Rückblickend war der Sonntag um 13.15 Uhr einer jener unscheinbaren, aber stabilen Programmpunkte im Ersten. Nach dem «Presseclub» liefen seit Jahren Dokumentationen über Tiere und Natur, meist aus dem reichen Fundus der Landesrundfunkanstalten. Ob «Die fünf Geparde», «Norwegen – Meine wilde Heimat» oder «Wildes Deutschland» – das Prinzip war einfach, die Zuschauerzahlen solide. Zwischen Oktober 2024 und Anfang Juli 2025 schalteten im Schnitt rund 0,63 Millionen Menschen ein, die Marktanteile lagen bei etwa 6,3 Prozent. In Spitzen, wie bei «Löwen gegen Krokodile» im November oder «Wildes Deutschland – Unbekannte Tiefen» im Mai, erreichte die Reihe bis zu 0,80 Millionen Zuschauer und knapp acht Prozent Marktanteil. Auch die Werte bei den 14- bis 49-Jährigen konnten sich für einen Sendeplatz am frühen Sonntagnachmittag sehen lassen – in der Spitze knapp sechs Prozent Marktanteil. Das war keine Glanzleistung, aber eine verlässliche Bank.

Rechnet man die Wochen nach der Umstellung zusammen, ergibt sich ein ernüchterndes Bild: Im Durchschnitt verfolgten nur noch rund 0,51 Millionen Menschen die neuen Wiederholungsdokus, der Marktanteil fiel auf 5,3 Prozent. Damit liegt das Erste rund ein Fünftel unter den Werten, die die Tierfilme im gleichen Slot erreicht hatten. In der jungen Zielgruppe blieb die Entwicklung ebenfalls rückläufig: Während Formate wie «Wilde Nächte – wenn die Tiere erwachen» im Frühjahr noch bis zu 5,5 Prozent Marktanteil bei den 14- bis 49-Jährigen schafften, pendelten die neuen Dokumentationen zwischen mageren 1,7 und 3,4 Prozent.

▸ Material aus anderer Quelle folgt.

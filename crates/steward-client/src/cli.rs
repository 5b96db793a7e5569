//! Command-line interface definition.

use std::path::PathBuf;

use clap::{Parser, Subcommand};
use serde_json::Value;
use steward_protocol::{Codec, Kwargs};

use crate::config::ClientConfig;
use crate::error::{ClientError, ClientResult};

/// steward - run commands on a steward server
#[derive(Debug, Parser)]
#[command(name = "steward")]
#[command(author, version, about, long_about = None)]
pub struct Cli {
    /// Path to configuration file
    #[arg(long, short, env = "STEWARD_CONFIG")]
    pub config: Option<PathBuf>,

    /// Enable debug output
    #[arg(long, short = 'v')]
    pub debug: bool,

    /// Path to the server request socket
    #[arg(long, env = "STEWARD_SOCKET")]
    pub socket_path: Option<PathBuf>,

    /// Path to the server event socket
    #[arg(long, env = "STEWARD_PUB_SOCKET")]
    pub publish_path: Option<PathBuf>,

    /// Codec spoken with the server (json or cbor)
    #[arg(long)]
    pub codec: Option<Codec>,

    /// Compress payloads with zlib
    #[arg(long)]
    pub compress: bool,

    /// Seconds to wait for a command to finish
    #[arg(long)]
    pub timeout: Option<u64>,

    #[command(subcommand)]
    pub command: Command,
}

impl Cli {
    /// Applies command-line overrides on top of the file configuration.
    pub fn apply(&self, config: &mut ClientConfig) {
        if let Some(ref path) = self.socket_path {
            config.server.socket_path = Some(path.clone());
        }
        if let Some(ref path) = self.publish_path {
            config.server.publish_path = Some(path.clone());
        }
        if let Some(codec) = self.codec {
            config.codec = codec;
        }
        if self.compress {
            config.compress = true;
        }
        if let Some(timeout) = self.timeout {
            config.server.timeout = timeout;
        }
    }
}

/// Available commands.
#[derive(Debug, Subcommand)]
pub enum Command {
    /// Start the server daemon in the foreground
    Server {
        /// Number of commands and tasks that may run at once
        #[arg(long)]
        workers: Option<usize>,

        /// Path to the pid file
        #[arg(long)]
        pid_file: Option<PathBuf>,

        /// Log one JSON object per line
        #[arg(long)]
        json_logs: bool,
    },

    /// Run a command on the server
    ///
    /// Arguments are parsed as JSON when they parse and taken as strings
    /// otherwise; `key=value` arguments are passed by keyword.
    Call {
        /// Command path or alias
        command: String,

        /// Positional and key=value arguments
        args: Vec<String>,
    },

    /// Publish an event
    Pub {
        /// Event name
        channel: String,

        /// key=value pairs forming the payload
        args: Vec<String>,
    },

    /// Print events as they are published
    Sub {
        /// Event name prefixes (all events when empty)
        prefixes: Vec<String>,
    },

    /// List the server's commands
    Commands,

    /// Show running commands and tasks
    Status,
}

/// Splits command-line words into positional and keyword arguments.
pub fn parse_arguments(words: &[String]) -> ClientResult<(Vec<Value>, Kwargs)> {
    let mut args = Vec::new();
    let mut kwargs = Kwargs::new();
    for word in words {
        match word.split_once('=') {
            Some((key, value)) if is_keyword(key) => {
                kwargs.insert(key.to_string(), parse_value(value));
            }
            _ if !kwargs.is_empty() => {
                return Err(ClientError::usage(format!(
                    "positional argument '{word}' follows a keyword argument"
                )));
            }
            _ => args.push(parse_value(word)),
        }
    }
    Ok((args, kwargs))
}

/// Like [`parse_arguments`] but every word must be `key=value`.
pub fn parse_keywords(words: &[String]) -> ClientResult<Kwargs> {
    let (args, kwargs) = parse_arguments(words)?;
    match args.first() {
        Some(extra) => Err(ClientError::usage(format!("expected key=value, got {extra}"))),
        None => Ok(kwargs),
    }
}

fn is_keyword(key: &str) -> bool {
    let mut chars = key.chars();
    matches!(chars.next(), Some(c) if c.is_ascii_alphabetic() || c == '_')
        && chars.all(|c| c.is_ascii_alphanumeric() || c == '_')
}

fn parse_value(word: &str) -> Value {
    serde_json::from_str(word).unwrap_or_else(|_| Value::String(word.to_string()))
}

#[cfg(test)]
mod tests {
    use super::*;
    use serde_json::json;

    fn words(items: &[&str]) -> Vec<String> {
        items.iter().map(|s| s.to_string()).collect()
    }

    #[test]
    fn values_are_json_when_they_parse() {
        let (args, kwargs) =
            parse_arguments(&words(&["web1", "3", "[1,2]", "dry_run=true", "note=hi there"]))
                .unwrap();
        assert_eq!(args, vec![json!("web1"), json!(3), json!([1, 2])]);
        assert_eq!(kwargs.get("dry_run"), Some(&json!(true)));
        assert_eq!(kwargs.get("note"), Some(&json!("hi there")));
    }

    #[test]
    fn equals_inside_a_value_is_positional() {
        let (args, kwargs) = parse_arguments(&words(&["a==b", "--x=1"])).unwrap();
        assert_eq!(args, vec![json!("a==b"), json!("--x=1")]);
        assert!(kwargs.is_empty());
    }

    #[test]
    fn positional_after_keyword_is_rejected() {
        let err = parse_arguments(&words(&["k=1", "extra"])).unwrap_err();
        assert!(matches!(err, ClientError::Usage(_)));
    }

    #[test]
    fn pub_needs_keywords() {
        assert!(parse_keywords(&words(&["host=web1"])).is_ok());
        assert!(parse_keywords(&words(&["web1"])).is_err());
    }

    #[test]
    fn flags_override_the_file() {
        let cli = Cli::try_parse_from([
            "steward",
            "--socket-path",
            "/tmp/s.sock",
            "--codec",
            "cbor",
            "--timeout",
            "3",
            "call",
            "ping",
        ])
        .unwrap();
        let mut config = ClientConfig::default();
        cli.apply(&mut config);
        assert_eq!(config.socket_path(), PathBuf::from("/tmp/s.sock"));
        assert_eq!(config.codec, Codec::Cbor);
        assert_eq!(config.server.timeout, 3);
        assert!(matches!(cli.command, Command::Call { ref command, .. } if command == "ping"));
    }
}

Das zeigt, dass die Zielgruppe des Sonntagmittags nicht einfach ein anderes Programm will, sondern ein bestimmtes Gefühl. Die Tierfilme boten genau das: Entspannung, Ruhe, schöne Bilder, eine gewisse Zeitlosigkeit. Sie funktionierten als sanfter Ausklang des Vormittags, als Übergang in den Sonntag. Wer nach dem «Presseclub» den Fernseher nicht ausschaltete, blieb einfach dran – und das funktionierte. Mit der neuen Struktur hat Das Erste diesen Automatismus gebrochen. Gesellschafts- und Wissenschaftsdokus, die komplexe Themen aufgreifen, sind am Sonntagmittag schlicht zu fordernd. Sie verlangen Aufmerksamkeit, wo bisher Entspannung herrschte.

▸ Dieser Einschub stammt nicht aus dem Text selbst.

//! Multipart framing over a byte stream.
//!
//! One frame carries one or more opaque parts:
//!
//! ```text
//! +-----------+----------------+---------+----------------+---------+
//! | parts (1) | len 0 (4 BE)   | part 0  | len 1 (4 BE)   | part 1  | ...
//! +-----------+----------------+---------+----------------+---------+
//! ```
//!
//! Parts may be empty; a frame may not. Each part is limited to
//! [`MAX_MESSAGE_SIZE`] bytes.

use tokio::io::{AsyncRead, AsyncReadExt, AsyncWrite, AsyncWriteExt};

use crate::MAX_MESSAGE_SIZE;
use crate::error::{ProtocolError, ProtocolResult};

/// The parts of one frame.
pub type Parts = Vec<Vec<u8>>;

/// Encodes parts into a single buffer ready to write.
pub fn encode_frame<P: AsRef<[u8]>>(parts: &[P]) -> ProtocolResult<Vec<u8>> {
    if parts.is_empty() {
        return Err(ProtocolError::EmptyMessage);
    }
    let count = u8::try_from(parts.len()).map_err(|_| ProtocolError::TooManyParts(parts.len()))?;

    let total: usize = parts.iter().map(|p| 4 + p.as_ref().len()).sum();
    let mut buffer = Vec::with_capacity(1 + total);
    buffer.push(count);
    for part in parts {
        let part = part.as_ref();
        let len = check_len(part.len())?;
        buffer.extend_from_slice(&len.to_be_bytes());
        buffer.extend_from_slice(part);
    }
    Ok(buffer)
}

/// Decodes one complete frame from the front of `data`.
///
/// Returns the parts and the number of bytes consumed.
pub fn decode_frame(data: &[u8]) -> ProtocolResult<(Parts, usize)> {
    let Some(&count) = data.first() else {
        return Err(ProtocolError::IncompleteMessage {
            expected: 1,
            received: 0,
        });
    };
    if count == 0 {
        return Err(ProtocolError::EmptyMessage);
    }

    let mut offset = 1;
    let mut parts = Vec::with_capacity(count as usize);
    for _ in 0..count {
        let header = data
            .get(offset..offset + 4)
            .ok_or(ProtocolError::IncompleteMessage {
                expected: offset + 4,
                received: data.len(),
            })?;
        let len = u32::from_be_bytes([header[0], header[1], header[2], header[3]]);
        if len > MAX_MESSAGE_SIZE {
            return Err(ProtocolError::MessageTooLarge {
                size: len,
                max: MAX_MESSAGE_SIZE,
            });
        }
        offset += 4;
        let end = offset + len as usize;
        let part = data.get(offset..end).ok_or(ProtocolError::IncompleteMessage {
            expected: end,
            received: data.len(),
        })?;
        parts.push(part.to_vec());
        offset = end;
    }
    Ok((parts, offset))
}

fn check_len(len: usize) -> ProtocolResult<u32> {
    match u32::try_from(len) {
        Ok(len) if len <= MAX_MESSAGE_SIZE => Ok(len),
        _ => Err(ProtocolError::MessageTooLarge {
            size: u32::try_from(len).unwrap_or(u32::MAX),
            max: MAX_MESSAGE_SIZE,
        }),
    }
}

/// Reads frames from an async byte stream.
pub struct FrameReader<R> {
    reader: R,
}

impl<R: AsyncRead + Unpin> FrameReader<R> {
    pub fn new(reader: R) -> Self {
        Self { reader }
    }

    /// Reads a single frame.
    ///
    /// Returns `Ok(None)` on a clean EOF before the first byte of a frame. EOF
    /// anywhere else is an error.
    pub async fn read_frame(&mut self) -> ProtocolResult<Option<Parts>> {
        let mut count = [0u8; 1];
        match self.reader.read_exact(&mut count).await {
            Ok(_) => {}
            Err(e) if e.kind() == std::io::ErrorKind::UnexpectedEof => return Ok(None),
            Err(e) => return Err(e.into()),
        }
        if count[0] == 0 {
            return Err(ProtocolError::EmptyMessage);
        }

        let mut parts = Vec::with_capacity(count[0] as usize);
        for _ in 0..count[0] {
            let mut len_buf = [0u8; 4];
            self.reader.read_exact(&mut len_buf).await?;
            let len = u32::from_be_bytes(len_buf);
            if len > MAX_MESSAGE_SIZE {
                return Err(ProtocolError::MessageTooLarge {
                    size: len,
                    max: MAX_MESSAGE_SIZE,
                });
            }
            let mut part = vec![0u8; len as usize];
            self.reader.read_exact(&mut part).await?;
            parts.push(part);
        }
        Ok(Some(parts))
    }

    /// Reads a frame that must have exactly `expected` parts.
    pub async fn read_parts(&mut self, expected: usize) -> ProtocolResult<Option<Parts>> {
        match self.read_frame().await? {
            Some(parts) if parts.len() != expected => Err(ProtocolError::PartCount {
                expected,
                received: parts.len(),
            }),
            other => Ok(other),
        }
    }

    pub fn into_inner(self) -> R {
        self.reader
    }
}

/// Writes frames to an async byte stream.
pub struct FrameWriter<W> {
    writer: W,
}

impl<W: AsyncWrite + Unpin> FrameWriter<W> {
    pub fn new(writer: W) -> Self {
        Self { writer }
    }

    /// Writes and flushes a single frame.
    pub async fn write_frame<P: AsRef<[u8]>>(&mut self, parts: &[P]) -> ProtocolResult<()> {
        let data = encode_frame(parts)?;
        self.writer.write_all(&data).await?;
        self.writer.flush().await?;
        Ok(())
    }

    pub fn into_inner(self) -> W {
        self.writer
    }
}

#[cfg(test)]
mod tests {
    use super::*;

    #[test]
    fn encode_layout() {
        let bytes = encode_frame(&[b"ab".as_slice(), b"".as_slice()]).unwrap();
        assert_eq!(bytes, vec![2, 0, 0, 0, 2, b'a', b'b', 0, 0, 0, 0]);
    }

    #[test]
    fn decode_reports_consumed_bytes() {
        let mut bytes = encode_frame(&[b"topic".as_slice(), b"payload".as_slice()]).unwrap();
        let frame_len = bytes.len();
        bytes.extend_from_slice(&[9, 9, 9]);

        let (parts, consumed) = decode_frame(&bytes).unwrap();
        assert_eq!(parts, vec![b"topic".to_vec(), b"payload".to_vec()]);
        assert_eq!(consumed, frame_len);
    }

    #[test]
    fn empty_frames_are_rejected() {
        let none: [&[u8]; 0] = [];
        assert!(matches!(encode_frame(&none), Err(ProtocolError::EmptyMessage)));
        assert!(matches!(decode_frame(&[0]), Err(ProtocolError::EmptyMessage)));
    }

    #[test]
    fn too_many_parts() {
        let parts = vec![Vec::<u8>::new(); 256];
        assert!(matches!(
            encode_frame(&parts),
            Err(ProtocolError::TooManyParts(256))
        ));
    }

    #[test]
    fn truncated_frames_are_incomplete() {
        let bytes = encode_frame(&[b"hello".as_slice()]).unwrap();
        assert!(matches!(
            decode_frame(&bytes[..bytes.len() - 1]),
            Err(ProtocolError::IncompleteMessage { .. })
        ));
        assert!(matches!(
            decode_frame(&bytes[..3]),
            Err(ProtocolError::IncompleteMessage { .. })
        ));
    }

    #[test]
    fn oversized_part_is_rejected() {
        let mut bytes = vec![1];
        bytes.extend_from_slice(&(MAX_MESSAGE_SIZE + 1).to_be_bytes());
        assert!(matches!(
            decode_frame(&bytes),
            Err(ProtocolError::MessageTooLarge { .. })
        ));
    }

    #[tokio::test]
    async fn reader_and_writer_over_a_pipe() {
        let (client, server) = tokio::io::duplex(1024);
        let mut writer = FrameWriter::new(client);
        let mut reader = FrameReader::new(server);

        writer.write_frame(&[b"one".as_slice()]).await.unwrap();
        writer
            .write_frame(&[b"two".as_slice(), b"parts".as_slice()])
            .await
            .unwrap();
        drop(writer);

        assert_eq!(
            reader.read_frame().await.unwrap(),
            Some(vec![b"one".to_vec()])
        );
        assert_eq!(
            reader.read_parts(2).await.unwrap(),
            Some(vec![b"two".to_vec(), b"parts".to_vec()])
        );
        assert_eq!(reader.read_frame().await.unwrap(), None);
    }

    #[tokio::test]
    async fn reader_enforces_part_count() {
        let (client, server) = tokio::io::duplex(1024);
        let mut writer = FrameWriter::new(client);
        let mut reader = FrameReader::new(server);

        writer.write_frame(&[b"lonely".as_slice()]).await.unwrap();
        assert!(matches!(
            reader.read_parts(2).await,
            Err(ProtocolError::PartCount {
                expected: 2,
                received: 1
            })
        ));
    }

    #[tokio::test]
    async fn eof_mid_frame_is_an_error() {
        let (mut client, server) = tokio::io::duplex(64);
        let mut reader = FrameReader::new(server);

        client.write_all(&[1, 0, 0, 0, 10, b'x']).await.unwrap();
        drop(client);

        assert!(matches!(reader.read_frame().await, Err(ProtocolError::Io(_))));
    }
}
//! Synchronous request socket.

use std::path::Path;
use std::time::Duration;

use serde_json::Value;

use super::{Link, SocketRole, single_part};
use crate::codec::Serializer;
use crate::error::{ProtocolError, TransportResult};

/// Client socket for one-at-a-time request/reply.
///
/// The router treats a new request from a `REQ` peer as superseding any
/// earlier one still running, so a reply always belongs to the latest request.
pub struct RequestStream {
    link: Link,
    serializer: Serializer,
}

impl RequestStream {
    pub async fn connect(path: impl AsRef<Path>, serializer: Serializer) -> TransportResult<Self> {
        Ok(Self {
            link: Link::connect(path.as_ref(), SocketRole::Req).await?,
            serializer,
        })
    }

    /// Writes one serialized value.
    pub async fn send(&mut self, value: &Value) -> TransportResult<()> {
        let payload = self.serializer.serialize(value)?;
        self.link.send(&[&payload]).await
    }

    /// Waits for the next value.
    pub async fn receive(&mut self) -> TransportResult<Value> {
        let parts = self.link.inbound().next().await?;
        decode(self.serializer, parts)
    }

    /// Waits at most `timeout` for the next value.
    pub async fn receive_timeout(&mut self, timeout: Duration) -> TransportResult<Value> {
        let parts = self
            .link
            .inbound()
            .next_timeout(timeout, "request receive")
            .await?;
        decode(self.serializer, parts)
    }
}

fn decode(serializer: Serializer, parts: Vec<Vec<u8>>) -> TransportResult<Value> {
    let payload = single_part(parts)?;
    Ok(serializer.deserialize(&payload).map_err(ProtocolError::from)?)
}

#[cfg(test)]
mod tests {
    use super::*;
    use crate::error::TransportError;
    use crate::transport::RouterStream;
    use serde_json::json;
    use tempfile::tempdir;

    #[tokio::test]
    async fn request_reply_with_compression() {
        let dir = tempdir().unwrap();
        let path = dir.path().join("router.sock");
        let serializer = Serializer::json().compressed();
        let mut router = RouterStream::bind(&path, serializer, true).await.unwrap();
        let mut req = RequestStream::connect(&path, serializer).await.unwrap();

        req.send(&json!({"cmd": "ping"})).await.unwrap();
        let (client, value) = router.receive().await.unwrap();
        assert_eq!(value, json!({"cmd": "ping"}));

        router.send(client, &json!("pong")).unwrap();
        assert_eq!(
            req.receive_timeout(Duration::from_secs(5)).await.unwrap(),
            json!("pong")
        );
    }

    #[tokio::test]
    async fn timed_out_receive_keeps_the_stream_usable() {
        let dir = tempdir().unwrap();
        let path = dir.path().join("router.sock");
        let mut router = RouterStream::bind(&path, Serializer::json(), true)
            .await
            .unwrap();
        let mut req = RequestStream::connect(&path, Serializer::json()).await.unwrap();

        req.send(&json!(1)).await.unwrap();
        let (client, _) = router.receive().await.unwrap();

        let err = req
            .receive_timeout(Duration::from_millis(20))
            .await
            .unwrap_err();
        assert!(matches!(err, TransportError::Timeout { .. }));

        router.send(client, &json!("late but whole")).unwrap();
        assert_eq!(req.receive().await.unwrap(), json!("late but whole"));
    }

    #[tokio::test]
    async fn server_gone_is_closed() {
        let dir = tempdir().unwrap();
        let path = dir.path().join("router.sock");
        let router = RouterStream::bind(&path, Serializer::json(), true)
            .await
            .unwrap();
        let mut req = RequestStream::connect(&path, Serializer::json()).await.unwrap();
        drop(router);

        assert!(matches!(req.receive().await, Err(TransportError::Closed)));
    }
}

Interessant ist auch, dass Das Erste die Umstellung mitten im Sommer vollzogen hat – eine Zeit, in der die Einschaltquoten ohnehin niedriger sind. Das erschwert zwar die Vergleichbarkeit, ändert aber nichts an der Tendenz: Die Tierfilme waren verlässlicher. Selbst im Juni und Juli, wenn viele Menschen im Freien sind, hielten sie ihr Niveau. Das neue Konzept dagegen startete schwach und konnte sich auch im Spätsommer nicht erholen.
Inhaltlich lässt sich die Entscheidung der Programmplaner nachvollziehen: Man will das eigene Archiv effizienter nutzen, den aufwendig produzierten Dokus eine zweite Auswertungschance geben. Doch der Sendeplatz ist falsch gewählt. Wer am Sonntagmittag einschaltet, sucht keine investigative Aufklärung, sondern leichte Kost. Das Publikum ist älter, der Alltag ruhiger, das Bedürfnis nach Informationen gering. Während Formate wie «Der große Weinskandal» am Montagabend durchaus auf Interesse stoßen, wirken sie zwischen «Presseclub» und «Tagesschau» für den Konsumenten fehl am Platz.
So steht Das Erste nun vor einem altbekannten Dilemma: Inhaltlich will man anspruchsvoller werden, doch das Publikum dankt es nicht. Der Versuch, den Sonntagmittag aufzuwerten, hat das Gegenteil bewirkt – man hat das Ritual gestört, ohne einen Mehrwert zu schaffen. Vielleicht sollte Programmchefin Christine Strobl also wieder auf das setzen, was dort jahrelang zuverlässig funktionierte: Tiere, Landschaften, und eine halbe Stunde Ruhe. Manchmal ist es gar nicht schlecht, wenn das Programm nicht aufregender ist als der Sonntag selbst.